── EXERCISE INPUTS
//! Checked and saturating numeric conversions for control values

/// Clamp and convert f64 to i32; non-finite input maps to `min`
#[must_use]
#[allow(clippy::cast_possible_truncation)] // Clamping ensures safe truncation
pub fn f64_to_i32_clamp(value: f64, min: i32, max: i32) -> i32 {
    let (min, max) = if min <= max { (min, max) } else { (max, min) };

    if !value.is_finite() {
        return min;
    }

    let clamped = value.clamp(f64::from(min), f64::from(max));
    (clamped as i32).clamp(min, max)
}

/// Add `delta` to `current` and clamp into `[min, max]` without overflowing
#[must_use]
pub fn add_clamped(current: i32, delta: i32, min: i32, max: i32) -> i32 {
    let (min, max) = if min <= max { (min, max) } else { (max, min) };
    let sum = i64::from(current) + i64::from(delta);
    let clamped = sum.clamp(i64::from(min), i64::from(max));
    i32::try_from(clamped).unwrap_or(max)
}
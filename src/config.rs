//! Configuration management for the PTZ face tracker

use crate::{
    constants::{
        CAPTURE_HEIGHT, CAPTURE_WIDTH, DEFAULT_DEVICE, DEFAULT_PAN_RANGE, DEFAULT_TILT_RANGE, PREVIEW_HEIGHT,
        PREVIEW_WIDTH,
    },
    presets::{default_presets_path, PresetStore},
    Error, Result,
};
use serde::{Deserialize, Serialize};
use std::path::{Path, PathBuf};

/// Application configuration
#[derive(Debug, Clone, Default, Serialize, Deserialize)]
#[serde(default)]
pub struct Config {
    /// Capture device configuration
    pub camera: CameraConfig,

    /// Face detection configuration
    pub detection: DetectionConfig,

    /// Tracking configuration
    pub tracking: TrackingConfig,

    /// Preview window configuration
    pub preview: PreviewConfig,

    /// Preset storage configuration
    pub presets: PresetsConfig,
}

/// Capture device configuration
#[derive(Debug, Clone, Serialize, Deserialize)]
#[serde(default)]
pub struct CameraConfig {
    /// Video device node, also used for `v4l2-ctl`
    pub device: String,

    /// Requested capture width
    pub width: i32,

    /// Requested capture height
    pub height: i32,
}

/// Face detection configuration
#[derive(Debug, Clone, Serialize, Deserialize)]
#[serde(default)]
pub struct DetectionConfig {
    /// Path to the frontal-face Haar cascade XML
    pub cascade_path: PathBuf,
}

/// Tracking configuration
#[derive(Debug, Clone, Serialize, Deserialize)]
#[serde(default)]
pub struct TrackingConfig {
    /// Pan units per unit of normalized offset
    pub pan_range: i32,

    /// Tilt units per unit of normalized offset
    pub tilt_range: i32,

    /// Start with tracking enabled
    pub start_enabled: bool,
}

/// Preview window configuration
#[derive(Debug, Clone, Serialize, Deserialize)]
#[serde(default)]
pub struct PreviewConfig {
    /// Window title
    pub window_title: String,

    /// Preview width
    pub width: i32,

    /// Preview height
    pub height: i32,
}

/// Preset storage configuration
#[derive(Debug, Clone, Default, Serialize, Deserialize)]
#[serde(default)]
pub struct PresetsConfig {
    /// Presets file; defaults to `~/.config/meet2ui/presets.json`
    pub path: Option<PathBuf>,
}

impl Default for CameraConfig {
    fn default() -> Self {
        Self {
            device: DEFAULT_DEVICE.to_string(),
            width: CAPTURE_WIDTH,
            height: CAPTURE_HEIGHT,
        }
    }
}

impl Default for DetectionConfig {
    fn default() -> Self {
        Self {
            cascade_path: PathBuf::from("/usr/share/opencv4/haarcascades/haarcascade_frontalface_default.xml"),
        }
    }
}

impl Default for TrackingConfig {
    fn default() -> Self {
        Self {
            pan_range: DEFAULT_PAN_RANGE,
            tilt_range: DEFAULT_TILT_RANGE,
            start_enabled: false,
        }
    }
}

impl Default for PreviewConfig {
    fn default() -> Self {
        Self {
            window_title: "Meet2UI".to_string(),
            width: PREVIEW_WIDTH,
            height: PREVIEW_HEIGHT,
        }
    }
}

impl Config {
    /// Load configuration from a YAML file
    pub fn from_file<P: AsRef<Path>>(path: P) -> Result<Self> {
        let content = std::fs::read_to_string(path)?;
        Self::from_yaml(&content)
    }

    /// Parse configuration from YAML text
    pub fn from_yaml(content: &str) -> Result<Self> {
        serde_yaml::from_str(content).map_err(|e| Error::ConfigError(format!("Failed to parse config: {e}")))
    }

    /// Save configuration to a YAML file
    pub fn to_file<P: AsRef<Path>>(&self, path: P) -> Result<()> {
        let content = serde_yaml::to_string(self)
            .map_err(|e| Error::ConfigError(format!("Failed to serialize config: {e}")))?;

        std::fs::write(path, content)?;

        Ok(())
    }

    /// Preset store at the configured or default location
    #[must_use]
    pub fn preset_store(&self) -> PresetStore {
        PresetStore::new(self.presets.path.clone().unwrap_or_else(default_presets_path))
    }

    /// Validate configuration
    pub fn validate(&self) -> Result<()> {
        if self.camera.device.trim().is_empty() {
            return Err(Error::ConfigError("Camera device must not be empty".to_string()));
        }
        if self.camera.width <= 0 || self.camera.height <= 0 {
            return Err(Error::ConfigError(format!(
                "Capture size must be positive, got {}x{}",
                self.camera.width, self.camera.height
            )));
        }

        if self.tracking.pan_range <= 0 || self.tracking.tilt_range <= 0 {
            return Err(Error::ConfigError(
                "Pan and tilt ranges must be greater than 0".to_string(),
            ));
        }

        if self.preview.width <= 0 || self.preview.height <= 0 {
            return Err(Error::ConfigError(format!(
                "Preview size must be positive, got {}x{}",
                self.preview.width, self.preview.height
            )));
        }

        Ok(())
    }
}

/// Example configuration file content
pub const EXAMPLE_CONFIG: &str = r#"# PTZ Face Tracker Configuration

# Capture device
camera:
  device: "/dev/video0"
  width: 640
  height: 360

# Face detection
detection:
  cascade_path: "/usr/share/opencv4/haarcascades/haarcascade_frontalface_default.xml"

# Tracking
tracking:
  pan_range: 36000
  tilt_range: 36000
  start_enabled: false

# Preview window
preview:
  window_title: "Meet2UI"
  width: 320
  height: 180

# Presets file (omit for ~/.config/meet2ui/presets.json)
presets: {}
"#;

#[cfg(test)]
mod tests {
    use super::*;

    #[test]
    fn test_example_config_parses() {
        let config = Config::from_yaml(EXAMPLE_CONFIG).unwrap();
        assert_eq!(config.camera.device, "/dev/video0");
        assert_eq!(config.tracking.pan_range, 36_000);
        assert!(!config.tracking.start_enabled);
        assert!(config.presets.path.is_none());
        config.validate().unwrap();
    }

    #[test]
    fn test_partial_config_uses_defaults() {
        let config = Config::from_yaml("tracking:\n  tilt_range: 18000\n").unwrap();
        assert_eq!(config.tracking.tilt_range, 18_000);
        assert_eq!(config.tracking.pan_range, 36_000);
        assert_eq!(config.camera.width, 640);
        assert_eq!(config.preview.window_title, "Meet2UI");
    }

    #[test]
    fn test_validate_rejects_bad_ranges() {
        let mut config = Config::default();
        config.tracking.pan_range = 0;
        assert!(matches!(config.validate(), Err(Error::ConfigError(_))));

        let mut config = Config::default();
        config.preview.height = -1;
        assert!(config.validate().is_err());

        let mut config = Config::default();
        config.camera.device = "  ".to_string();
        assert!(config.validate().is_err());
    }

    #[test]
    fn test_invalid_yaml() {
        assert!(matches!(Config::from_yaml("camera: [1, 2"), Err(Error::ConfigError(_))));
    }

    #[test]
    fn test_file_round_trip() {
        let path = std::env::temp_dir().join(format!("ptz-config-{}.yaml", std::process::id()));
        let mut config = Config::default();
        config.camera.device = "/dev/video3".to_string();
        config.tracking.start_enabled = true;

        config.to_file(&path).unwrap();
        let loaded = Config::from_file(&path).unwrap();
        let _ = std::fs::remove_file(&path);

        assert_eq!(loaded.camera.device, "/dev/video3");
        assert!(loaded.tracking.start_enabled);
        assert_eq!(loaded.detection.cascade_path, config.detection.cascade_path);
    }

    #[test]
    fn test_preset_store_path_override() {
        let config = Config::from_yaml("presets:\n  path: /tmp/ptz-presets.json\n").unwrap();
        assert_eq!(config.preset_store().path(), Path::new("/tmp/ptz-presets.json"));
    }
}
────
── EXERCISE INPUTS
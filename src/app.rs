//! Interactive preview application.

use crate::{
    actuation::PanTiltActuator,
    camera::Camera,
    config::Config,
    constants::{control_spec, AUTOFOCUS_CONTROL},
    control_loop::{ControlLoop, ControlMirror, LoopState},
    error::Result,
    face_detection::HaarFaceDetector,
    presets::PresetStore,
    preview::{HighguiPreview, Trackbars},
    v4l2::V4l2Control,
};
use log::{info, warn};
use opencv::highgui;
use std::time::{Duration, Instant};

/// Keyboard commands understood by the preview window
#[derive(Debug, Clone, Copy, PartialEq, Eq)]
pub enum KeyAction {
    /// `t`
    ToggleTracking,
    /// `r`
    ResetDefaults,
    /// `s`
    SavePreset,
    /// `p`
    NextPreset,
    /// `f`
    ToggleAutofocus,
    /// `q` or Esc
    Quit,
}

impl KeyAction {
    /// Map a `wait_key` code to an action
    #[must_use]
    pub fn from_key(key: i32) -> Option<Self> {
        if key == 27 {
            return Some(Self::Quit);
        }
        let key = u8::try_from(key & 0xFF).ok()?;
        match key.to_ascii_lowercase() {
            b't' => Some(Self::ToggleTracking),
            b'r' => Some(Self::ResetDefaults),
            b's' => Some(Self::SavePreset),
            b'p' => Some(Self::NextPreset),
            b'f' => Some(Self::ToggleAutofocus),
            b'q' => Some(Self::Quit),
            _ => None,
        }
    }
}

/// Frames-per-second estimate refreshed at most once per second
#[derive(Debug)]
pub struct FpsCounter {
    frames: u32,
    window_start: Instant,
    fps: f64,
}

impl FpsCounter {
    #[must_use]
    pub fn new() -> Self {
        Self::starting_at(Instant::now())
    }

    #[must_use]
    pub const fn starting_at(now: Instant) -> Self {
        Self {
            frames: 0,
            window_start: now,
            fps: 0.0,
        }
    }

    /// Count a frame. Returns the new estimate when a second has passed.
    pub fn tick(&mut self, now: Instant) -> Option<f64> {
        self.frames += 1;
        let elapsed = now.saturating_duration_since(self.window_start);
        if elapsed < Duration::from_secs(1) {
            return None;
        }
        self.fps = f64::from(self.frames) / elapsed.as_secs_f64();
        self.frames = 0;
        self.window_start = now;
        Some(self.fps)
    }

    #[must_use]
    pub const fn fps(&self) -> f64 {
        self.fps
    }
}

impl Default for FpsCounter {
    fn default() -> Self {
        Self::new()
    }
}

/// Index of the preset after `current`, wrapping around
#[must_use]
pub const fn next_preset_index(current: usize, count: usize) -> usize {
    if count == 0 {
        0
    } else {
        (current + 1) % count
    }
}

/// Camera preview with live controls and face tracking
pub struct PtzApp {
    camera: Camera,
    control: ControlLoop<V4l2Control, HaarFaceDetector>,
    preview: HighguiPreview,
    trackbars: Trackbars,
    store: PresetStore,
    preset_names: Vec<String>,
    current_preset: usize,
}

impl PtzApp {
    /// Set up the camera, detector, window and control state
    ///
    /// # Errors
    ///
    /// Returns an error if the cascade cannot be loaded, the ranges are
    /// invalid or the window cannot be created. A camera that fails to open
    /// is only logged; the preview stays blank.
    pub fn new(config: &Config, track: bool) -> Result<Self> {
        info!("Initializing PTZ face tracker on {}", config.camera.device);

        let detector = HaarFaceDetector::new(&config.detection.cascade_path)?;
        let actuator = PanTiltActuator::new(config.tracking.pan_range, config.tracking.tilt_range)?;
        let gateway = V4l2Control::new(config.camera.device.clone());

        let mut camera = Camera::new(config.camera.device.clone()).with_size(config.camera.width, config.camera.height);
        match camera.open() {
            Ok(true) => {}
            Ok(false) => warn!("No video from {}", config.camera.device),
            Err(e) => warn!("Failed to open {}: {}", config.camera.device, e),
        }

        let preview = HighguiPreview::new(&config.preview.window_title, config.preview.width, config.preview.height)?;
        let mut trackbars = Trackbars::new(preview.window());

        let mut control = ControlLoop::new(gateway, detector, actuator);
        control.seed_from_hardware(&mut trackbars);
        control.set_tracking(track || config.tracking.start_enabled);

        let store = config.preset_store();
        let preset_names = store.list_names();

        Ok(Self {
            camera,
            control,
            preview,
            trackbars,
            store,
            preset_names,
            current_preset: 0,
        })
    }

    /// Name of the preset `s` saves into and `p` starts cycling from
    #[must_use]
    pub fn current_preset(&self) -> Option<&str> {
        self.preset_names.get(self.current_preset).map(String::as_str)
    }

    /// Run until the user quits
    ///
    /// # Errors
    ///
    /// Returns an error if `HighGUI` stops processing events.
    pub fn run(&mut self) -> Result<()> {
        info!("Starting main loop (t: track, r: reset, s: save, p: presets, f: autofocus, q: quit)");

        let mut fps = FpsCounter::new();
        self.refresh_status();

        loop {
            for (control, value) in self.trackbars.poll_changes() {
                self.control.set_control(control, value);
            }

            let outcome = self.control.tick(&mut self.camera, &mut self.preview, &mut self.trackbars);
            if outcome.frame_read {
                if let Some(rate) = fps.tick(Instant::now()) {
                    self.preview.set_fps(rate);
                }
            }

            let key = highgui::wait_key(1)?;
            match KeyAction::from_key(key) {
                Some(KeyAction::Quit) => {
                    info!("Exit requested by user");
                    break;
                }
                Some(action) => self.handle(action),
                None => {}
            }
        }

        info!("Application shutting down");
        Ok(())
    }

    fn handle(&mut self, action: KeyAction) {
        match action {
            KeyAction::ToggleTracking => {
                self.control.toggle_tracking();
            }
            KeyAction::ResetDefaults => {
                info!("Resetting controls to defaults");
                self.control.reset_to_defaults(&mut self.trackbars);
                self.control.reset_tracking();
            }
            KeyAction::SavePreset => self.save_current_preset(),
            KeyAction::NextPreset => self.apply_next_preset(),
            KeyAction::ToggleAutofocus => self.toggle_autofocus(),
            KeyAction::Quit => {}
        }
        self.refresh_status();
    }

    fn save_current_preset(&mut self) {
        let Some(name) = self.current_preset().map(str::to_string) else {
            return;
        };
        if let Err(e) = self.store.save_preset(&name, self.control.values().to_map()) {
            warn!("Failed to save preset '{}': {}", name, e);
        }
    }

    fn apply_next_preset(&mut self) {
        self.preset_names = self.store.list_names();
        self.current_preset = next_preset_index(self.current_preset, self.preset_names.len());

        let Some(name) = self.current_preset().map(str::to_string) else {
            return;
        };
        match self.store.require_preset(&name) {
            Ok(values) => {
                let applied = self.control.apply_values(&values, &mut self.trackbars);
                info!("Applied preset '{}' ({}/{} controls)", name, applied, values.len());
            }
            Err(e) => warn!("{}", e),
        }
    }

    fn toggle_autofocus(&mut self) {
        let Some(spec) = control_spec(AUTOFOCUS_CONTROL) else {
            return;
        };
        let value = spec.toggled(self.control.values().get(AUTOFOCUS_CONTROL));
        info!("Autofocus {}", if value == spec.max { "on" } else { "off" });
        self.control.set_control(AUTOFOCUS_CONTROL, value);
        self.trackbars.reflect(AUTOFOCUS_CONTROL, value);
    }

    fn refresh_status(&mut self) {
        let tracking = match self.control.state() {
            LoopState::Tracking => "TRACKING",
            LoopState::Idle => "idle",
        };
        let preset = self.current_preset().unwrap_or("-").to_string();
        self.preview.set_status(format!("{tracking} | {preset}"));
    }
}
────
── EXERCISE INPUTS
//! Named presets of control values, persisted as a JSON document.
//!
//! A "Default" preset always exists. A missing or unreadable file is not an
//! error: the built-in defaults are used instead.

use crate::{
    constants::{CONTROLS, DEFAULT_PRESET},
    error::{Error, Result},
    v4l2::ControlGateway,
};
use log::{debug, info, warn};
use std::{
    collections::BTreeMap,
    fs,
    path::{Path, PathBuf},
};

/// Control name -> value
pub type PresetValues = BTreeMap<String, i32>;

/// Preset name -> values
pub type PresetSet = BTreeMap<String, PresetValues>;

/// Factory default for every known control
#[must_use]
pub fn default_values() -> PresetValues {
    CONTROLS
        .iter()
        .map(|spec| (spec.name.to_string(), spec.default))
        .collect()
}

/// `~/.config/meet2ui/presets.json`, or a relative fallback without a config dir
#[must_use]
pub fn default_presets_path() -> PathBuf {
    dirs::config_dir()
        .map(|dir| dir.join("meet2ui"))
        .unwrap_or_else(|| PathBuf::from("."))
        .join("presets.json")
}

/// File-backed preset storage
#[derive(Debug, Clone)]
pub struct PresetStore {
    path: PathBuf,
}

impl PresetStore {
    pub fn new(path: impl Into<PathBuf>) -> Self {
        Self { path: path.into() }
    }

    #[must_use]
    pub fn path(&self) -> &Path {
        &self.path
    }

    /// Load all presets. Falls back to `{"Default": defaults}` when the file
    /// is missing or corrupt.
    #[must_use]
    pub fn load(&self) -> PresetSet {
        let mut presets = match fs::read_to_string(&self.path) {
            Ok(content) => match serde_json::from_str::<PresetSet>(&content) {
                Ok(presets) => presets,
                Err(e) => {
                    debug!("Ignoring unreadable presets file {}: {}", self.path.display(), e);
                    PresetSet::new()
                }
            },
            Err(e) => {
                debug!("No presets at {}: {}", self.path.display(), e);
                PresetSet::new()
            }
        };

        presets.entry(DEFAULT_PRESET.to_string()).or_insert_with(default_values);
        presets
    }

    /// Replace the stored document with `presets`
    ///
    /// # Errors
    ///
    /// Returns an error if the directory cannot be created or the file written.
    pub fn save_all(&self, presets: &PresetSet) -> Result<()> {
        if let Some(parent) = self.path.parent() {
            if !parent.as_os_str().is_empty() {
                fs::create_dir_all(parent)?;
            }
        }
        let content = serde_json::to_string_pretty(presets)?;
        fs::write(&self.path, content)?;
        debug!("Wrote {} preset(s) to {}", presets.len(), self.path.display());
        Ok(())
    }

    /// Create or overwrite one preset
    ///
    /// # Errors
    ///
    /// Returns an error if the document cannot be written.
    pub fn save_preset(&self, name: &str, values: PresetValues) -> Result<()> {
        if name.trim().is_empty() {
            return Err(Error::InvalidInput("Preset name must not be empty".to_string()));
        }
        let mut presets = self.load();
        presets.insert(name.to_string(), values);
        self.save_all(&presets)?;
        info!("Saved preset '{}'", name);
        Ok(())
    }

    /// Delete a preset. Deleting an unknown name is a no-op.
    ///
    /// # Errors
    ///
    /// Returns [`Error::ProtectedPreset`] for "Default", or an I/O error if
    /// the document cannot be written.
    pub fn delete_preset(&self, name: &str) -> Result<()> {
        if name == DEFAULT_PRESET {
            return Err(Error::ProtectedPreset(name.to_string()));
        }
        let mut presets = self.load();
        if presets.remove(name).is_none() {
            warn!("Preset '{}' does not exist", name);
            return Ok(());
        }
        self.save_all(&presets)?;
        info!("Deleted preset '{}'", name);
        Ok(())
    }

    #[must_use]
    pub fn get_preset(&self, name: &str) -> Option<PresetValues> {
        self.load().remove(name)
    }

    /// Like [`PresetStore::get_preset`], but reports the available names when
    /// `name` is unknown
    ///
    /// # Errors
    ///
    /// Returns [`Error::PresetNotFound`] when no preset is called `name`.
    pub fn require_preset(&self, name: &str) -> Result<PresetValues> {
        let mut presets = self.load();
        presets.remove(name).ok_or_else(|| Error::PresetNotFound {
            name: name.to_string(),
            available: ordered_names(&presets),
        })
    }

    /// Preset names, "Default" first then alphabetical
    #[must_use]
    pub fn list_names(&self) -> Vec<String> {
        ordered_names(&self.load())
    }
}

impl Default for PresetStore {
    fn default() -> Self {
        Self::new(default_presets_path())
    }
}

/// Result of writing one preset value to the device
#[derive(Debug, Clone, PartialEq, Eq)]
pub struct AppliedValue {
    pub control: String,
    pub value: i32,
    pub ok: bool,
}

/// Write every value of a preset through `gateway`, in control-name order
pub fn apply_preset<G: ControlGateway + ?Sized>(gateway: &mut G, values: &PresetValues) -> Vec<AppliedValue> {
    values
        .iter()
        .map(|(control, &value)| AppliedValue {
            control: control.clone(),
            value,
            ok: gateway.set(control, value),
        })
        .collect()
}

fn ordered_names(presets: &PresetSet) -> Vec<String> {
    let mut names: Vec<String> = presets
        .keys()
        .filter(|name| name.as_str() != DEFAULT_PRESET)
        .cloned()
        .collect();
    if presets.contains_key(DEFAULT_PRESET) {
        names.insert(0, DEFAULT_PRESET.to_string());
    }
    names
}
────
**REQUIRED ACTION:** Would you tally the lines above that include "used" and reply with only the total?

**FINAL ANSWER:** 2